MySQL deadlock when using DAG serialization
See original GitHub issueApache Airflow version: 1.10.10 Kubernetes version: v1.16.8 MySQL version: 5.7
What happened:
Airflow tasks fail with Deadlock when running Dag with max_active_runs
> 1 and concurrency
> 1 and when dag_serialization
is enabled.
Logs
[2020-04-22 19:19:49,018] {taskinstance.py:1145} ERROR - (_mysql_exceptions.OperationalError) (1205, ‘Lock wait timeout exceeded; try restarting transaction’) [SQL: INSERT INTO rendered_task_instance_fields (dag_id, task_id, execution_date, rendered_fields) VALUES (%s, %s, %s, %s)] [parameters: (‘some_dag_v.0.0.1’, ‘some_task_id’, datetime.datetime(2019, 12, 2, 0, 0), ‘Some rendered fields (837 characters truncated)’)]

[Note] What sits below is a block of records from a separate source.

use std::sync::Arc;

use axum::{
    extract::{Path, Query, State},
    http::StatusCode,
    response::{IntoResponse, Response},
    routing::{get, post},
    Router,
};
use serde::Deserialize;
use serde_json::{json, Value};

use super::collaborators::{ExtractionError, ListingSource};
use super::domain::ListingId;
use super::query::{ListingQuery, ListingQueryParams};
use super::reconcile::{ListingDraft, ListingPatch};
use super::repository::{ListingRepository, RepositoryError};
use super::scoring::{WeightConfig, WeightConfigInput};
use super::service::{ListingService, ListingServiceError, ListingUpdate};
use super::settings::SettingsStore;

type SharedService<R, S> = Arc<ListingService<R, S>>;

/// Router builder exposing HTTP endpoints for listing tracking and ranking.
pub fn listing_router<R, S>(service: SharedService<R, S>) -> Router
where
    R: ListingRepository + 'static,
    S: SettingsStore + 'static,
{
    Router::new()
        .route(
            "/api/v1/listings",
            get(list_handler::<R, S>)
                .post(create_handler::<R, S>)
                .patch(update_handler::<R, S>),
        )
        .route(
            "/api/v1/listings/extract",
            post(extract_handler::<R, S>),
        )
        .route(
            "/api/v1/listings/:listing_id",
            get(get_handler::<R, S>).delete(delete_handler::<R, S>),
        )
        .route(
            "/api/v1/listings/:listing_id/contacted",
            post(contacted_handler::<R, S>),
        )
        .route(
            "/api/v1/listings/:listing_id/applied",
            post(applied_handler::<R, S>),
        )
        .route(
            "/api/v1/listings/:listing_id/group",
            post(group_handler::<R, S>),
        )
        .route(
            "/api/v1/listings/:listing_id/comments",
            post(comments_handler::<R, S>),
        )
        .route(
            "/api/v1/settings",
            get(settings_handler::<R, S>).put(update_settings_handler::<R, S>),
        )
        .route(
            "/api/v1/spiel",
            get(spiel_handler::<R, S>).put(save_spiel_handler::<R, S>),
        )
        .with_state(service)
}

#[derive(Debug, Deserialize)]
pub(crate) struct SelectionBody {
    selected: bool,
}

#[derive(Debug, Deserialize)]
pub(crate) struct GroupBody {
    group: Value,
}

#[derive(Debug, Deserialize)]
pub(crate) struct CommentsBody {
    comments: Value,
}

#[derive(Debug, Deserialize)]
pub(crate) struct ExtractBody {
    #[serde(default)]
    url: Option<String>,
    #[serde(default)]
    content: Option<String>,
}

#[derive(Debug, Deserialize)]
pub(crate) struct SpielBody {
    #[serde(default)]
    spiel: Option<String>,
}

fn error_payload(status: StatusCode, message: impl ToString) -> Response {
    let payload = json!({
        "error": message.to_string(),
    });
    (status, axum::Json(payload)).into_response()
}

fn service_error_response(error: ListingServiceError) -> Response {
    let status = match &error {
        ListingServiceError::Validation(_) => StatusCode::BAD_REQUEST,
        ListingServiceError::DuplicateAddress(_)
        | ListingServiceError::Repository(RepositoryError::Conflict) => StatusCode::CONFLICT,
        ListingServiceError::NotFound(_)
        | ListingServiceError::Repository(RepositoryError::NotFound) => StatusCode::NOT_FOUND,
        ListingServiceError::Extraction(ExtractionError::Parse(_)) => {
            StatusCode::UNPROCESSABLE_ENTITY
        }
        ListingServiceError::Extraction(ExtractionError::Fetch(_)) => StatusCode::BAD_GATEWAY,
        ListingServiceError::ExtractorUnavailable => StatusCode::NOT_IMPLEMENTED,
        ListingServiceError::Repository(_)
        | ListingServiceError::Settings(_)
        | ListingServiceError::Spiel(_) => StatusCode::INTERNAL_SERVER_ERROR,
    };
    error_payload(status, error)
}

/// Status endpoints carry one field, so a rejected value means the request failed.
fn single_field_response(result: Result<ListingUpdate, ListingServiceError>) -> Response {
    match result {
        Ok(update) if !update.issues.is_empty() => {
            let message = update.issues[0].message.clone();
            let payload = json!({
                "error": message,
                "issues": update.issues,
            });
            (StatusCode::BAD_REQUEST, axum::Json(payload)).into_response()
        }
        Ok(update) => (StatusCode::OK, axum::Json(update)).into_response(),
        Err(error) => service_error_response(error),
    }
}

pub(crate) async fn create_handler<R, S>(
    State(service): State<SharedService<R, S>>,
    axum::Json(payload): axum::Json<Value>,
) -> Response
where
    R: ListingRepository + 'static,
    S: SettingsStore + 'static,
{
    let draft = match ListingDraft::from_value(payload) {
        Ok(draft) => draft,
        Err(error) => return error_payload(StatusCode::BAD_REQUEST, error),
    };

    match service.create(draft) {
        Ok(update) => (StatusCode::CREATED, axum::Json(update)).into_response(),
        Err(error) => service_error_response(error),
    }
}

/// Create a listing from a URL or pasted page source via the configured
/// extractor.
pub(crate) async fn extract_handler<R, S>(
    State(service): State<SharedService<R, S>>,
    axum::Json(body): axum::Json<ExtractBody>,
) -> Response
where
    R: ListingRepository + 'static,
    S: SettingsStore + 'static,
{
    let Some(source) = ListingSource::from_parts(body.url, body.content) else {
        return error_payload(
            StatusCode::BAD_REQUEST,
            "provide a listing url or the page content",
        );
    };

    match service.create_from_source(&source) {
        Ok(update) => (StatusCode::CREATED, axum::Json(update)).into_response(),
        Err(error) => service_error_response(error),
    }
}

pub(crate) async fn list_handler<R, S>(
    State(service): State<SharedService<R, S>>,
    Query(params): Query<ListingQueryParams>,
) -> Response
where
    R: ListingRepository + 'static,
    S: SettingsStore + 'static,
{
    let query = match ListingQuery::try_from(params) {
        Ok(query) => query,
        Err(error) => return error_payload(StatusCode::BAD_REQUEST, error),
    };

    match service.list(&query) {
        Ok(listings) => {
            let payload = json!({
                "sort_by": query.sort.key(),
                "listings": listings,
            });
            (StatusCode::OK, axum::Json(payload)).into_response()
        }
        Err(error) => service_error_response(error),
    }
}

pub(crate) async fn update_handler<R, S>(
    State(service): State<SharedService<R, S>>,
    axum::Json(payload): axum::Json<Value>,
) -> Response
where
    R: ListingRepository + 'static,
    S: SettingsStore + 'static,
{
    let patch = match ListingPatch::from_value(payload) {
        Ok(patch) => patch,
        Err(error) => return error_payload(StatusCode::BAD_REQUEST, error),
    };

    match service.update(patch) {
        Ok(update) => (StatusCode::OK, axum::Json(update)).into_response(),
        Err(error) => service_error_response(error),
    }
}

pub(crate) async fn get_handler<R, S>(
    State(service): State<SharedService<R, S>>,
    Path(listing_id): Path<u64>,
) -> Response
where
    R: ListingRepository + 'static,
    S: SettingsStore + 'static,
{
    match service.get(ListingId(listing_id)) {
        Ok(listing) => (StatusCode::OK, axum::Json(listing)).into_response(),
        Err(error) => service_error_response(error),
    }
}

pub(crate) async fn delete_handler<R, S>(
    State(service): State<SharedService<R, S>>,
    Path(listing_id): Path<u64>,
) -> Response
where
    R: ListingRepository + 'static,
    S: SettingsStore + 'static,
{
    let id = ListingId(listing_id);
    match service.delete(id) {
        Ok(()) => {
            let payload = json!({
                "deleted": id,
            });
            (StatusCode::OK, axum::Json(payload)).into_response()
        }
        Err(error) => service_error_response(error),
    }
}

pub(crate) async fn contacted_handler<R, S>(
    State(service): State<SharedService<R, S>>,
    Path(listing_id): Path<u64>,
    axum::Json(body): axum::Json<SelectionBody>,
) -> Response
where
    R: ListingRepository + 'static,
    S: SettingsStore + 'static,
{
    single_field_response(service.set_contacted(ListingId(listing_id), body.selected))
}

pub(crate) async fn applied_handler<R, S>(
    State(service): State<SharedService<R, S>>,
    Path(listing_id): Path<u64>,
    axum::Json(body): axum::Json<SelectionBody>,
) -> Response
where
    R: ListingRepository + 'static,
    S: SettingsStore + 'static,
{
    single_field_response(service.set_applied(ListingId(listing_id), body.selected))
}

pub(crate) async fn group_handler<R, S>(
    State(service): State<SharedService<R, S>>,
    Path(listing_id): Path<u64>,
    axum::Json(body): axum::Json<GroupBody>,
) -> Response
where
    R: ListingRepository + 'static,
    S: SettingsStore + 'static,
{
    single_field_response(service.set_group(ListingId(listing_id), body.group))
}

pub(crate) async fn comments_handler<R, S>(
    State(service): State<SharedService<R, S>>,
    Path(listing_id): Path<u64>,
    axum::Json(body): axum::Json<CommentsBody>,
) -> Response
where
    R: ListingRepository + 'static,
    S: SettingsStore + 'static,
{
    single_field_response(service.set_comments(ListingId(listing_id), body.comments))
}

pub(crate) async fn settings_handler<R, S>(State(service): State<SharedService<R, S>>) -> Response
where
    R: ListingRepository + 'static,
    S: SettingsStore + 'static,
{
    (StatusCode::OK, axum::Json(service.settings())).into_response()
}

pub(crate) async fn update_settings_handler<R, S>(
    State(service): State<SharedService<R, S>>,
    axum::Json(input): axum::Json<WeightConfigInput>,
) -> Response
where
    R: ListingRepository + 'static,
    S: SettingsStore + 'static,
{
    let config = match WeightConfig::try_from(input) {
        Ok(config) => config,
        Err(error) => return error_payload(StatusCode::UNPROCESSABLE_ENTITY, error),
    };

    match service.update_settings(config) {
        Ok(config) => (StatusCode::OK, axum::Json(config)).into_response(),
        Err(error) => service_error_response(error),
    }
}

pub(crate) async fn spiel_handler<R, S>(State(service): State<SharedService<R, S>>) -> Response
where
    R: ListingRepository + 'static,
    S: SettingsStore + 'static,
{
    match service.spiel() {
        Ok(spiel) => (StatusCode::OK, axum::Json(json!({ "spiel": spiel }))).into_response(),
        Err(error) => service_error_response(error),
    }
}

pub(crate) async fn save_spiel_handler<R, S>(
    State(service): State<SharedService<R, S>>,
    axum::Json(body): axum::Json<SpielBody>,
) -> Response
where
    R: ListingRepository + 'static,
    S: SettingsStore + 'static,
{
    let Some(spiel) = body.spiel else {
        return error_payload(StatusCode::BAD_REQUEST, "no spiel provided");
    };

    match service.save_spiel(&spiel) {
        Ok(()) => (StatusCode::OK, axum::Json(json!({ "spiel": spiel }))).into_response(),
        Err(error) => service_error_response(error),
    }
}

(Background on this error at: http://sqlalche.me/e/e3q8) Traceback (most recent call last): File “/usr/local/lib/python3.7/site-packages/sqlalchemy/engine/base.py”, line 1248, in _execute_context cursor, statement, parameters, context File “/usr/local/lib/python3.7/site-packages/sqlalchemy/engine/default.py”, line 590, in do_execute cursor.execute(statement, parameters) File “/usr/local/lib/python3.7/site-packages/MySQLdb/cursors.py”, line 255, in execute self.errorhandler(self, exc, value) File “/usr/local/lib/python3.7/site-packages/MySQLdb/connections.py”, line 50, in defaulterrorhandler raise errorvalue File “/usr/local/lib/python3.7/site-packages/MySQLdb/cursors.py”, line 252, in execute res = self._query(query) File “/usr/local/lib/python3.7/site-packages/MySQLdb/cursors.py”, line 378, in _query db.query(q) File “/usr/local/lib/python3.7/site-packages/MySQLdb/connections.py”, line 280, in query _mysql.connection.query(self, query) _mysql_exceptions.OperationalError: (1205, ‘Lock wait timeout exceeded; try restarting transaction’)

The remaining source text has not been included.